Former railway station in Scotland

Kirkpatrick railway station was a station which served the rural area around Kirkpatrick Fleming, north of Gretna in the Scottish county of Dumfries and Galloway. It was served by local trains on what is now known as the West Coast Main Line. The nearest station for Kirkpatrick Fleming is now at Gretna Green.

== History ==
Opened by the Caledonian Railway, it became part of the London Midland and Scottish Railway during the Grouping of 1923 and was then closed by British Railways in 1960.

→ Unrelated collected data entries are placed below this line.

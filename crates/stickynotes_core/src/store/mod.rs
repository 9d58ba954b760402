//! Note Store: the owned, persisted note collection.
//!
//! # Responsibility
//! - Keep the in-memory collection and its persisted slot consistent.
//! - Expose create/commit/delete/clear/load use-cases to the UI boundary.

use crate::codec::DeserializationError;
use crate::storage::StorageError;
use std::error::Error;
use std::fmt::{Display, Formatter};

mod note_store;

pub use note_store::NoteStore;

pub type StoreResult<T> = Result<T, StoreError>;

/// Store-level error.
#[derive(Debug)]
pub enum StoreError {
    /// Persistence transport failure. The in-memory collection is unchanged.
    Storage(StorageError),
    /// Persisted slot holds a corrupted collection.
    Deserialization(DeserializationError),
    /// Collection could not be encoded. Nothing was written.
    Serialization(serde_json::Error),
}

impl Display for StoreError {
    fn fmt(&self, f: &mut Formatter<'_>) -> std::fmt::Result {
        match self {
            Self::Storage(err) => write!(f, "{err}"),
            Self::Deserialization(err) => write!(f, "{err}"),
            Self::Serialization(err) => write!(f, "failed to encode note collection: {err}"),
        }
    }
}

impl Error for StoreError {
    fn source(&self) -> Option<&(dyn Error + 'static)> {
        match self {
            Self::Storage(err) => Some(err),
            Self::Deserialization(err) => Some(err),
            Self::Serialization(err) => Some(err),
        }
    }
}

impl From<StorageError> for StoreError {
    fn from(value: StorageError) -> Self {
        Self::Storage(value)
    }
}

impl From<DeserializationError> for StoreError {
    fn from(value: DeserializationError) -> Self {
        Self::Deserialization(value)
    }
}

impl From<serde_json::Error> for StoreError {
    fn from(value: serde_json::Error) -> Self {
        Self::Serialization(value)
    }
}
//! StickyNotes command-line front end.
//!
//! Each invocation behaves like one page load: open the slot database,
//! restore the collection, apply one UI event, print the result.

use anyhow::Context;
use clap::{Parser, Subcommand};
use log::info;
use std::io::{self, BufRead, Write};
use std::path::PathBuf;
use stickynotes_core::storage::open_db;
use stickynotes_core::{
    core_version, default_log_level, init_logging, DispatchOutcome, EventDispatcher, KeyCombo,
    Note, NoteStore, SlotStorage, SqliteSlotStorage, StoreResult, UiEvent, DEFAULT_SLOT_NAME,
};
use uuid::Uuid;

/// Sticky notes persisted in a local SQLite slot.
#[derive(Parser)]
#[command(name = "stickynotes")]
#[command(author, version, about, long_about = None)]
#[command(propagate_version = true)]
struct Cli {
    /// SQLite database holding the notes slot
    #[arg(long, env = "STICKYNOTES_DB", default_value = "stickynotes.sqlite3", global = true)]
    db: PathBuf,

    /// Slot name the collection is stored under
    #[arg(long, default_value = DEFAULT_SLOT_NAME, global = true)]
    slot: String,

    /// Absolute directory for rolling log files; logging is off when unset
    #[arg(long, env = "STICKYNOTES_LOG_DIR", global = true)]
    log_dir: Option<String>,

    /// Log level (trace|debug|info|warn|error)
    #[arg(long, global = true)]
    log_level: Option<String>,

    /// Print the raw persisted slot instead of a listing
    #[arg(long, global = true)]
    json: bool,

    #[command(subcommand)]
    command: Commands,
}

#[derive(Subcommand)]
enum Commands {
    /// Add an empty note
    Add,
    /// Commit new content for a note
    Edit { id: Uuid, content: String },
    /// Delete one note
    Delete { id: Uuid },
    /// Delete every note after confirmation
    Clear {
        /// Skip the confirmation prompt
        #[arg(short, long)]
        yes: bool,
    },
    /// Deliver a key combination such as Ctrl+Shift+D
    Key {
        combo: KeyCombo,
        /// Accept any confirmation the key triggers
        #[arg(short, long)]
        yes: bool,
    },
    /// List notes
    List,
    /// Show version information
    Version,
}

fn main() -> anyhow::Result<()> {
    let cli = Cli::parse();

    if let Some(log_dir) = cli.log_dir.as_deref() {
        let level = cli.log_level.as_deref().unwrap_or(default_log_level());
        init_logging(level, log_dir).context("failed to initialize logging")?;
    }

    if matches!(cli.command, Commands::Version) {
        println!("stickynotes {}", core_version());
        return Ok(());
    }

    let conn = open_db(&cli.db)
        .with_context(|| format!("failed to open database `{}`", cli.db.display()))?;
    let storage = SqliteSlotStorage::try_new(&conn)?;
    let mut store = NoteStore::open_with_slot(storage, cli.slot.as_str())?;

    let yes = match &cli.command {
        Commands::Clear { yes } | Commands::Key { yes, .. } => *yes,
        _ => false,
    };
    let confirm: Box<dyn FnMut(&str) -> bool> = if yes {
        Box::new(|_: &str| true)
    } else {
        Box::new(prompt_stdin)
    };
    let mut dispatcher = EventDispatcher::new(confirm);

    let event = command_event(cli.command, dispatcher.clear_hotkey());

    if let Some(event) = event {
        let outcome = dispatcher.dispatch(&mut store, event)?;
        info!("event=cli_dispatch module=cli status=ok outcome={}", outcome_label(&outcome));
        report(&outcome);
    }

    if cli.json {
        println!("{}", slot_json(&store)?);
    } else {
        print_notes(store.notes());
    }

    Ok(())
}

/// Maps one CLI command to the UI event it stands for.
///
/// `clear` is the clear-all hotkey, so it goes through the same confirmation
/// gate as a key press.
fn command_event(command: Commands, clear_hotkey: KeyCombo) -> Option<UiEvent> {
    match command {
        Commands::Add => Some(UiEvent::AddClicked),
        Commands::Edit { id, content } => Some(UiEvent::ContentChanged { id, content }),
        Commands::Delete { id } => Some(UiEvent::DoubleClicked { id }),
        Commands::Clear { .. } => Some(UiEvent::KeyPressed(clear_hotkey)),
        Commands::Key { combo, .. } => Some(UiEvent::KeyPressed(combo)),
        Commands::List | Commands::Version => None,
    }
}

/// Raw persisted slot value; `[]` when the slot was never written.
fn slot_json<S: SlotStorage>(store: &NoteStore<S>) -> StoreResult<String> {
    let raw = store.storage().read_slot(store.slot_name())?;
    Ok(raw.unwrap_or_else(|| "[]".to_string()))
}

fn prompt_stdin(message: &str) -> bool {
    print!("{message} [y/N] ");
    if io::stdout().flush().is_err() {
        return false;
    }
    let mut line = String::new();
    if io::stdin().lock().read_line(&mut line).is_err() {
        return false;
    }
    matches!(line.trim().to_ascii_lowercase().as_str(), "y" | "yes")
}

fn report(outcome: &DispatchOutcome) {
    match outcome {
        DispatchOutcome::Added(note) => println!("added {}", note.id),
        DispatchOutcome::Committed { id, matched: true } => println!("updated {id}"),
        DispatchOutcome::Committed { id, matched: false } => println!("no note {id}"),
        DispatchOutcome::Deleted { id, removed: true } => println!("deleted {id}"),
        DispatchOutcome::Deleted { id, removed: false } => println!("no note {id}"),
        DispatchOutcome::Cleared(count) => println!("cleared {count} note(s)"),
        DispatchOutcome::ClearDeclined => println!("clear cancelled"),
        DispatchOutcome::Ignored => println!("key not bound"),
    }
}

fn outcome_label(outcome: &DispatchOutcome) -> &'static str {
    match outcome {
        DispatchOutcome::Added(_) => "added",
        DispatchOutcome::Committed { .. } => "committed",
        DispatchOutcome::Deleted { .. } => "deleted",
        DispatchOutcome::Cleared(_) => "cleared",
        DispatchOutcome::ClearDeclined => "clear_declined",
        DispatchOutcome::Ignored => "ignored",
    }
}

fn print_notes(notes: &[Note]) {
    if notes.is_empty() {
        println!("(no notes)");
        return;
    }
    for note in notes {
        let preview = note.content.replace(['\n', '\r'], " ");
        println!("{}  {}", note.id, preview);
    }
}

#[cfg(test)]
mod tests {
    use super::{command_event, slot_json, Cli, Commands};
    use clap::{CommandFactory, Parser};
    use stickynotes_core::{
        AlwaysConfirm, DispatchOutcome, EventDispatcher, KeyCombo, MemorySlotStorage, NoteStore,
        UiEvent, CLEAR_ALL_HOTKEY,
    };

    #[test]
    fn cli_definition_is_consistent() {
        Cli::command().debug_assert();
    }

    #[test]
    fn clear_hotkey_parses_as_key_argument() {
        let cli = Cli::parse_from(["stickynotes", "key", "Ctrl+Shift+D", "--yes"]);
        match cli.command {
            Commands::Key { combo, yes } => {
                assert_eq!(combo, CLEAR_ALL_HOTKEY);
                assert!(yes);
            }
            _ => panic!("expected key command"),
        }
    }

    #[test]
    fn clear_command_dispatches_the_dispatcher_hotkey() {
        let mut store = NoteStore::open(MemorySlotStorage::new()).unwrap();
        store.add_note().unwrap();
        store.add_note().unwrap();

        let rebound = KeyCombo::parse("Ctrl+Alt+X").unwrap();
        let mut dispatcher = EventDispatcher::new(AlwaysConfirm).with_clear_hotkey(rebound);
        let cli = Cli::parse_from(["stickynotes", "clear", "--yes"]);

        let event = command_event(cli.command, dispatcher.clear_hotkey());
        assert_eq!(event, Some(UiEvent::KeyPressed(rebound)));

        let outcome = dispatcher.dispatch(&mut store, event.unwrap()).unwrap();
        assert_eq!(outcome, DispatchOutcome::Cleared(2));
        assert_eq!(slot_json(&store).unwrap(), "[]");
    }

    #[test]
    fn list_maps_to_no_event() {
        let cli = Cli::parse_from(["stickynotes", "list"]);
        assert_eq!(command_event(cli.command, CLEAR_ALL_HOTKEY), None);
    }

    #[test]
    fn json_output_for_unwritten_slot_is_empty_array() {
        let store = NoteStore::open(MemorySlotStorage::new()).unwrap();
        assert_eq!(store.storage().write_count(), 0);
        assert_eq!(slot_json(&store).unwrap(), "[]");
    }

    #[test]
    fn json_output_reflects_persisted_slot() {
        let mut store = NoteStore::open(MemorySlotStorage::new()).unwrap();
        let note = store.add_note().unwrap();
        store.update_content(note.id, "hello").unwrap();

        let expected = format!(r#"[{{"id":"{}","content":"hello"}}]"#, note.id);
        assert_eq!(slot_json(&store).unwrap(), expected);
    }
}
//! Note domain model.
//!
//! # Responsibility
//! - Define the record persisted for every sticky note.
//!
//! # Invariants
//! - `id` is stable and never reused for another note.
//! - `content` starts empty and only changes through an explicit commit.

use serde::{Deserialize, Serialize};
use uuid::Uuid;

/// Stable identifier for a sticky note.
pub type NoteId = Uuid;

/// A single sticky note.
#[derive(Debug, Clone, PartialEq, Eq, Serialize, Deserialize)]
pub struct Note {
    /// Opaque unique ID, fixed for the note lifetime.
    pub id: NoteId,
    /// Plain text body. Empty for freshly added notes.
    #[serde(default)]
    pub content: String,
}

impl Note {
    /// Creates an empty note with a freshly generated ID.
    pub fn new() -> Self {
        Self::with_id(Uuid::new_v4(), String::new())
    }

    /// Creates a note with a caller-provided ID.
    ///
    /// Used by decode paths where identity already exists in storage.
    pub fn with_id(id: NoteId, content: impl Into<String>) -> Self {
        Self {
            id,
            content: content.into(),
        }
    }
}

impl Default for Note {
    fn default() -> Self {
        Self::new()
    }
}
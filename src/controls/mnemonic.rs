//! Mnemonic codes naming the controls of a layout.
//!
//! | Code        | Control                                  |
//! |-------------|------------------------------------------|
//! | `s…`        | locking joystick                         |
//! | `j…`        | joystick, returns to center on release   |
//! | `mx`…`mg`   | motion sensor axis (`x y z a b g`)       |
//! | `pa` `pt`   | accelerator pedal                        |
//! | `pb`        | brake pedal                              |
//! | `k…`        | knob                                     |
//! | `a…`        | analog button                            |
//! | `b…`        | button                                   |
//! | `dp`        | D-pad                                    |

use crate::error::MnemonicError;
use crate::controls::motion::SensorFeed;

/// One of the six motion axes, in sensor-state order.
#[derive(Clone, Copy, Debug, PartialEq, Eq, Hash)]
pub enum MotionAxis {
    X,
    Y,
    Z,
    Alpha,
    Beta,
    Gamma,
}

impl MotionAxis {
    pub const LABELS: &'static str = "xyzabg";

    pub fn from_label(label: char) -> Option<Self> {
        match label {
            'x' => Some(MotionAxis::X),
            'y' => Some(MotionAxis::Y),
            'z' => Some(MotionAxis::Z),
            'a' => Some(MotionAxis::Alpha),
            'b' => Some(MotionAxis::Beta),
            'g' => Some(MotionAxis::Gamma),
            _ => None,
        }
    }

    /// Position of the axis in the shared sensor state.
    pub fn index(self) -> usize {
        self as usize
    }

    /// The physical sensor producing this axis.
    pub fn feed(self) -> SensorFeed {
        match self {
            MotionAxis::X | MotionAxis::Y | MotionAxis::Z => SensorFeed::Acceleration,
            MotionAxis::Alpha | MotionAxis::Beta | MotionAxis::Gamma => SensorFeed::Orientation,
        }
    }
}

#[derive(Clone, Copy, Debug, PartialEq, Eq, Hash)]
pub enum PedalKind {
    Accelerator,
    Brake,
}

/// Control selected by a mnemonic.
#[derive(Clone, Copy, Debug, PartialEq, Eq, Hash)]
pub enum ControlType {
    Joystick { locking: bool },
    Motion(MotionAxis),
    Pedal(PedalKind),
    Knob,
    AnalogButton,
    Button,
    DPad,
}

impl ControlType {
    /// Resolves a 2 or 3 character code into the control it names.
    pub fn resolve(id: &str) -> Result<Self, MnemonicError> {
        let chars: Vec<char> = id.chars().collect();
        if chars.len() < 2 || chars.len() > 3 {
            return Err(MnemonicError::InvalidLength(id.to_string()));
        }

        match chars[0] {
            's' => Ok(ControlType::Joystick { locking: true }),
            'j' => Ok(ControlType::Joystick { locking: false }),
            'm' => {
                let axis = MotionAxis::from_label(chars[1])
                    .ok_or(MnemonicError::UnknownMotionAxis(chars[1]))?;
                if chars.len() != 2 {
                    return Err(MnemonicError::MultipleMotionAxes(id.to_string()));
                }
                Ok(ControlType::Motion(axis))
            }
            'p' => match chars[1] {
                'a' | 't' => Ok(ControlType::Pedal(PedalKind::Accelerator)),
                'b' => Ok(ControlType::Pedal(PedalKind::Brake)),
                _ => Err(MnemonicError::UnknownPedal(id.to_string())),
            },
            'k' => Ok(ControlType::Knob),
            'a' => Ok(ControlType::AnalogButton),
            'b' => Ok(ControlType::Button),
            'd' if id == "dp" => Ok(ControlType::DPad),
            'd' => Err(MnemonicError::LegacyDPad(id.to_string())),
            _ => Err(MnemonicError::UnknownControl(id.to_string())),
        }
    }
}

#[cfg(test)]
mod tests {
    use super::*;

    #[test]
    fn test_valid_codes() {
        assert_eq!(
            ControlType::resolve("s1"),
            Ok(ControlType::Joystick { locking: true })
        );
        assert_eq!(
            ControlType::resolve("j12"),
            Ok(ControlType::Joystick { locking: false })
        );
        assert_eq!(
            ControlType::resolve("mg"),
            Ok(ControlType::Motion(MotionAxis::Gamma))
        );
        assert_eq!(
            ControlType::resolve("pt"),
            Ok(ControlType::Pedal(PedalKind::Accelerator))
        );
        assert_eq!(
            ControlType::resolve("pb2"),
            Ok(ControlType::Pedal(PedalKind::Brake))
        );
        assert_eq!(ControlType::resolve("k1"), Ok(ControlType::Knob));
        assert_eq!(ControlType::resolve("aa"), Ok(ControlType::AnalogButton));
        assert_eq!(ControlType::resolve("b10"), Ok(ControlType::Button));
        assert_eq!(ControlType::resolve("dp"), Ok(ControlType::DPad));
    }

    #[test]
    fn test_every_motion_label() {
        for (index, label) in MotionAxis::LABELS.chars().enumerate() {
            let id = format!("m{}", label);
            match ControlType::resolve(&id) {
                Ok(ControlType::Motion(axis)) => assert_eq!(axis.index(), index),
                other => panic!("{} resolved to {:?}", id, other),
            }
        }
    }

    #[test]
    fn test_length_is_checked_first() {
        assert_eq!(
            ControlType::resolve("j"),
            Err(MnemonicError::InvalidLength("j".into()))
        );
        assert_eq!(
            ControlType::resolve("b1234"),
            Err(MnemonicError::InvalidLength("b1234".into()))
        );
        assert_eq!(
            ControlType::resolve(""),
            Err(MnemonicError::InvalidLength("".into()))
        );
    }

    #[test]
    fn test_invalid_sub_codes() {
        assert_eq!(
            ControlType::resolve("mq"),
            Err(MnemonicError::UnknownMotionAxis('q'))
        );
        assert_eq!(
            ControlType::resolve("mxy"),
            Err(MnemonicError::MultipleMotionAxes("mxy".into()))
        );
        assert_eq!(
            ControlType::resolve("pz"),
            Err(MnemonicError::UnknownPedal("pz".into()))
        );
        assert_eq!(
            ControlType::resolve("d1"),
            Err(MnemonicError::LegacyDPad("d1".into()))
        );
        assert_eq!(
            ControlType::resolve("dpx"),
            Err(MnemonicError::LegacyDPad("dpx".into()))
        );
        assert_eq!(
            ControlType::resolve("x1"),
            Err(MnemonicError::UnknownControl("x1".into()))
        );
    }

    #[test]
    fn test_feed_split() {
        assert_eq!(MotionAxis::Z.feed(), SensorFeed::Acceleration);
        assert_eq!(MotionAxis::Alpha.feed(), SensorFeed::Orientation);
    }
}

The station had a number of sidings, a signal box on the western side controlling the level crossing, a pedestrian overbridge, weighing machine, and goods yard.

==Accident==
A rail crash that took place near Kirkpatrick at the Quintinshill Loops on 22 May 1915. Quintinshill was an intermediate signal box with loops on each side on the Caledonian Railway Main Line. The crash involved five trains, killed a probable 230[nb 1] and injured 246 and remains the worst rail crash in the United Kingdom in terms of loss of life. The cause of the accident was poor working practices on the part of the two signalmen involved which resulted in their imprisonment for culpable homicide.

| Preceding station | Historical railways |  |  | Following station |
|---|---|---|---|---|
| Gretna Line open; Station closed |  | Caledonian Railway Main Line |  | Kirtlebridge Line open; Station closed |

== The site today ==
Trains pass at speed on the electrified West Coast Main Line. The station platforms have been demolished, the pedestrian overbridge is still present and the main station buildings survive as private dwellings. The Station Inn still stands nearby.